Albertsons Companies to pilot IBM Food Trust blockchain-based food traceability solution
Fri, 12 Apr 2019, 04:50 am UTC
Albertsons Companies is one of the largest food and drug retailers in the United States, operating nearly 2,300 stores across the country. It counts Safeway, Vons, Shaw's, Acme, Randalls, and others among its subsidiaries.
Launched last October, IBM Food Trust uses blockchain technology to enhance visibility and accountability in the food supply chain. It creates a digital record of transactions or interactions – from a packaging date, to the temperature at which an item was shipped, to its arrival on a grocery shelf.
Albertsons Companies joins more than 80 brands that are using the IBM Food Trust blockchain-based food traceability solution. Built on Hyperledger Fabric-based open source technology, it uses permissioning to allow companies to set rules about who can see the data they upload to the solution and for how long. The companies also maintain control of their data even after it has been uploaded to Food Trust.
IBM said the growing number of participants will help address a broad range of food system issues, such as supply chain efficiency, freshness, waste reduction, sustainability and participants' ability to verify certifications, such as fair trade and organic. Already, more than five million food products digitized on the solution are on retail shelves, the release said.
According to the official release, Albertsons Companies will start piloting the technology for end-to-end traceability of food – from farm to store shelf. The initial pilot will focus on tracing romaine lettuce from the supplier to the store for greater supply chain efficiency and more targeted recalls.

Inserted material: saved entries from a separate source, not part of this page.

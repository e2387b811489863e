// SPDX-FileCopyrightText: 2026 Cadence Contributors
// SPDX-License-Identifier: MIT OR Apache-2.0

//! Shared harness for orchestrator integration tests.

#![allow(dead_code)]

use std::sync::Arc;

use cadence_config::model::{CadenceConfig, StorageBackend};
use cadence_core::{Lead, LeadId, NurtureStore, OperatingMode};
use cadence_orchestrator::{Collaborators, Orchestrator};
use cadence_storage::MemoryStore;
use cadence_test_utils::{
    MockGenerator, MockLeadStore, MockNotifier, MockSentiment, MockTransport,
};
use chrono::{DateTime, Duration, TimeZone, Utc};

/// Monday 10:00 UTC, inside default business hours.
pub fn t0() -> DateTime<Utc> {
    Utc.with_ymd_and_hms(2026, 3, 2, 10, 0, 0).unwrap()
}

pub fn id(s: &str) -> LeadId {
    LeadId::from(s)
}

pub fn config(mode: OperatingMode) -> CadenceConfig {
    let mut config = CadenceConfig::default();
    config.storage.backend = StorageBackend::Memory;
    config.orchestrator.mode = mode;
    config
}

/// Assert two instants are within a second of each other.
pub fn assert_close(actual: Option<DateTime<Utc>>, expected: DateTime<Utc>) {
    let actual = actual.unwrap_or_else(|| panic!("expected a time near {expected}, got none"));
    assert!(
        (actual - expected).abs() < Duration::seconds(1),
        "expected {expected}, got {actual}"
    );
}

pub struct Harness {
    pub orchestrator: Orchestrator,
    pub store: Arc<MemoryStore>,
    pub leads: Arc<MockLeadStore>,
    pub generator: Arc<MockGenerator>,
    pub transport: Arc<MockTransport>,
    pub notifier: Arc<MockNotifier>,
    pub sentiment: Arc<MockSentiment>,
}

impl Harness {
    pub fn new(mode: OperatingMode, leads: Vec<Lead>) -> Self {
        Self::with_parts(config(mode), leads, MockGenerator::new(), MockTransport::new())
    }

    pub fn with_config(config: CadenceConfig, leads: Vec<Lead>) -> Self {
        Self::with_parts(config, leads, MockGenerator::new(), MockTransport::new())
    }

    pub fn with_parts(
        config: CadenceConfig,
        leads: Vec<Lead>,
        generator: MockGenerator,
        transport: MockTransport,
    ) -> Self {
        let store = Arc::new(MemoryStore::new());
        Self::with_store(config, store, leads, generator, transport)
    }

    pub fn with_store(
        config: CadenceConfig,
        store: Arc<MemoryStore>,
        leads: Vec<Lead>,
        generator: MockGenerator,
        transport: MockTransport,
    ) -> Self {
        let leads = Arc::new(MockLeadStore::with_leads(leads));
        let generator = Arc::new(generator);
        let transport = Arc::new(transport);
        let notifier = Arc::new(MockNotifier::new());
        let sentiment = Arc::new(MockSentiment::new());

        let collaborators = Collaborators {
            leads: leads.clone(),
            generator: generator.clone(),
            transport: transport.clone(),
            notifier: notifier.clone(),
            sentiment: sentiment.clone(),
        };
        let orchestrator = Orchestrator::new(
            &config,
            store.clone() as Arc<dyn NurtureStore>,
            collaborators,
        );

        Self {
            orchestrator,
            store,
            leads,
            generator,
            transport,
            notifier,
            sentiment,
        }
    }
}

The pilot will be initially launched in one of distribution centers of the company, with plans to expand it to other food categories throughout its distribution network. Albertsons Companies is piloting the solution to overcome the challenges that arise when a traceback is initiated for a product like romaine.
"Multiple high-profile consumer advisories from the Centers for Disease Control and Prevention and the Food and Drug Administration demonstrate the need to find more efficient ways of tracing products and identifying likely sources of contamination in a timely manner," said Jerry Noland, VP of Food Safety & Quality Assurance, Albertsons Companies. "Consequently, retailers are exploring new technologies to improve the infrastructure that underpins the global food supply chain."